We are in a routine... hitting our stride and finding a groove. It felt perfectly normal to wake up at 14,000 feet [4,267 meters], pack the bags, guzzle the hot drinks, look each other in the eye for signs of a rough night due to tummy or altitude trouble, fight over who-ordered-what, eat breakfast, and hit the trail in the midst of gargantuan mountains and outrageous vistas.
The trek to Lobuche began as an easy stroll up the broad valley that Pheriche sits in. Tawoche and Cholatse seemed to grow bigger and steeper, forming an impenetrable wall to our left. Pocalde and its many rock summits formed a corresponding barrier on our right. We merged into the flow of yak and trekker traffic for a time until the route steepened and narrowed. At that point, we began to pass numerous teams and individuals stopping to catch their breath.
Rather than giving in to the temptation to pause every few steps, I urged Erica to treat the hills we were climbing as prep for the Khumbu Icefall. We certainly won’t have the option there to pause in dangerous places just because our legs and lungs get tired. Erica has climbed a few good mountains and she understood the challenge I was putting to her. It was time for us to distinguish ourselves from trekkers and walkers and hikers, and to operate more like mountain climbers. Mountain climbers who actually would not have too many more practice stretches before things get serious above base camp.

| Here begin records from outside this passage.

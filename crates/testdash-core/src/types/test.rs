//! The selectable test catalog.

use serde::{Deserialize, Serialize};

/// One selectable entry in the test list.
#[derive(Debug, Clone, PartialEq, Eq, Serialize, Deserialize)]
pub struct TestItem {
    pub id: String,
    pub name: String,
    pub description: String,
    #[serde(default)]
    pub selected: bool,
}

impl TestItem {
    pub fn new(id: &str, name: &str, description: &str) -> Self {
        Self {
            id: id.to_string(),
            name: name.to_string(),
            description: description.to_string(),
            selected: false,
        }
    }
}

/// Ordered catalog of runnable tests.
///
/// At most one item carries `selected` at a time; `select` clears every
/// item before setting the target.
#[derive(Debug, Clone, Default)]
pub struct TestCatalog {
    items: Vec<TestItem>,
}

impl TestCatalog {
    /// Create a catalog from explicit items.
    pub fn new(items: Vec<TestItem>) -> Self {
        Self { items }
    }

    /// The built-in catalog of UI tests.
    pub fn builtin() -> Self {
        Self::new(vec![
            TestItem::new("search-test", "Search", "Query the search page and verify results"),
            TestItem::new("login-test", "Login", "Sign in with valid credentials"),
            TestItem::new("checkout-test", "Checkout", "Add to cart and complete a purchase"),
            TestItem::new("smoke-test", "Smoke", "Load every top-level page"),
        ])
    }

    pub fn items(&self) -> &[TestItem] {
        &self.items
    }

    pub fn len(&self) -> usize {
        self.items.len()
    }

    pub fn is_empty(&self) -> bool {
        self.items.is_empty()
    }

    /// Look up an item by id.
    pub fn get(&self, id: &str) -> Option<&TestItem> {
        self.items.iter().find(|item| item.id == id)
    }

    /// Check whether a test id exists in the catalog.
    pub fn contains(&self, id: &str) -> bool {
        self.get(id).is_some()
    }

    /// The currently selected item, if any.
    pub fn selected(&self) -> Option<&TestItem> {
        self.items.iter().find(|item| item.selected)
    }

    /// Index of the currently selected item, if any.
    pub fn selected_index(&self) -> Option<usize> {
        self.items.iter().position(|item| item.selected)
    }

    /// Select the item at `index`, clearing every other selection first.
    /// Out-of-range indices leave the catalog unchanged.
    pub fn select(&mut self, index: usize) {
        if index >= self.items.len() {
            return;
        }
        for item in &mut self.items {
            item.selected = false;
        }
        self.items[index].selected = true;
    }

    /// Move the selection down, starting from the top when nothing is
    /// selected. Stops at the last item.
    pub fn select_next(&mut self) {
        if self.items.is_empty() {
            return;
        }
        let next = match self.selected_index() {
            Some(i) => (i + 1).min(self.items.len() - 1),
            None => 0,
        };
        self.select(next);
    }

    /// Move the selection up. Stops at the first item.
    pub fn select_prev(&mut self) {
        if self.items.is_empty() {
            return;
        }
        let prev = match self.selected_index() {
            Some(i) => i.saturating_sub(1),
            None => 0,
        };
        self.select(prev);
    }
}

#[cfg(test)]
mod tests {
    use super::*;

    #[test]
    fn test_builtin_catalog_has_default_test() {
        let catalog = TestCatalog::builtin();
        assert!(catalog.contains("search-test"));
        assert!(catalog.selected().is_none());
    }

    #[test]
    fn test_select_is_exclusive() {
        let mut catalog = TestCatalog::builtin();
        catalog.select(1);
        catalog.select(3);

        let selected: Vec<_> = catalog.items().iter().filter(|i| i.selected).collect();
        assert_eq!(selected.len(), 1);
        assert_eq!(catalog.selected_index(), Some(3));
    }

    #[test]
    fn test_select_out_of_range_is_ignored() {
        let mut catalog = TestCatalog::builtin();
        catalog.select(1);
        catalog.select(99);
        assert_eq!(catalog.selected_index(), Some(1));
    }

    #[test]
    fn test_select_next_and_prev_clamp() {
        let mut catalog = TestCatalog::builtin();
        catalog.select_prev();
        assert_eq!(catalog.selected_index(), Some(0));

        for _ in 0..10 {
            catalog.select_next();
        }
        assert_eq!(catalog.selected_index(), Some(catalog.len() - 1));

        for _ in 0..10 {
            catalog.select_prev();
        }
        assert_eq!(catalog.selected_index(), Some(0));
    }
}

The rest of our own team was on about the same game plan. We gathered to check on one another at Thukla... or Dhukla, as you may prefer. In fact, the sign there says “Thukla+Dhukla.” At any rate, there are just two teahouses at Dhukla and we sat outside one, sipping hot lemon drinks, and chatting with some of the folks we’ve shared the trail with for several days. There are gigantic hills of rough rock piled near Dhukla, which are actually the terminal moraine of the Khumbu Glacier. After our break, as we climbed up a long and steady hill to 16,000 feet [4,877 meters], we were finding our way to the lateral moraines of the Khumbu, the glacier that will essentially be our home for the next seven weeks.
We came out onto level ground at Thok La, a pass of some significance and reverence for climbers. There are dozens of stone monuments, or chortens, at Thok La for dead climbing partners: fathers, brothers, sons, teammates, and friends. Some of the chortens are elaborate, with engraved and polished brass. Others have chiseled stone tablets eroded and difficult to read after decades in the wind and driven snow. Some are for famous Western climbers, some are for anonymous Sherpas. It always seems appropriate to pause at Thok La in order to walk among the chortens and to appreciate the dangers we will subject ourselves to. And for some of us, it is an important chance to remember friends who didn’t make it home.

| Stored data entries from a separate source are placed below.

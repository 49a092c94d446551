//! Command implementations.

pub mod dashboard;
pub mod simulate;
pub mod tests;
pub mod validate;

Thok La is also a natural boundary between the inhabited valleys below and the vast and marginally hospitable world of rock and ice above. It took our team no more than an hour to cover the easy ground into Lobuche from the pass. The trail followed a stream that, I explained to those around me, would normally be a sizable frozen flow at this time of year. I was struck by how little water was in the stream. There was virtually no ice and no snow on the hills forming the moraine. Just as many Sherpas had already explained, the winter was strangely devoid of precipitation and we were seeing confirmation of that.
We’d lost our view of several of the familiar peaks of the past week, but we’d gained unimpeded vistas of new and important ones: Pumori, Lingtren, and Khumbutse, which tower over Everest base camp, only two short days’ walk away. And Changtse, Everest’s north peak, was visible over in Tibet. The Lobuche peaks (east and west) crowd the immediate view to the west now, and Nuptse’s crazy spiderweb wall of dikes fills the east.
We are in yet another comfy teahouse, the Eco Lodge, unpacking a few bags and getting settled for two nights and some more of that good old-fashioned acclimatization. The afternoon clouds have come over, and it seems a good time for a nap.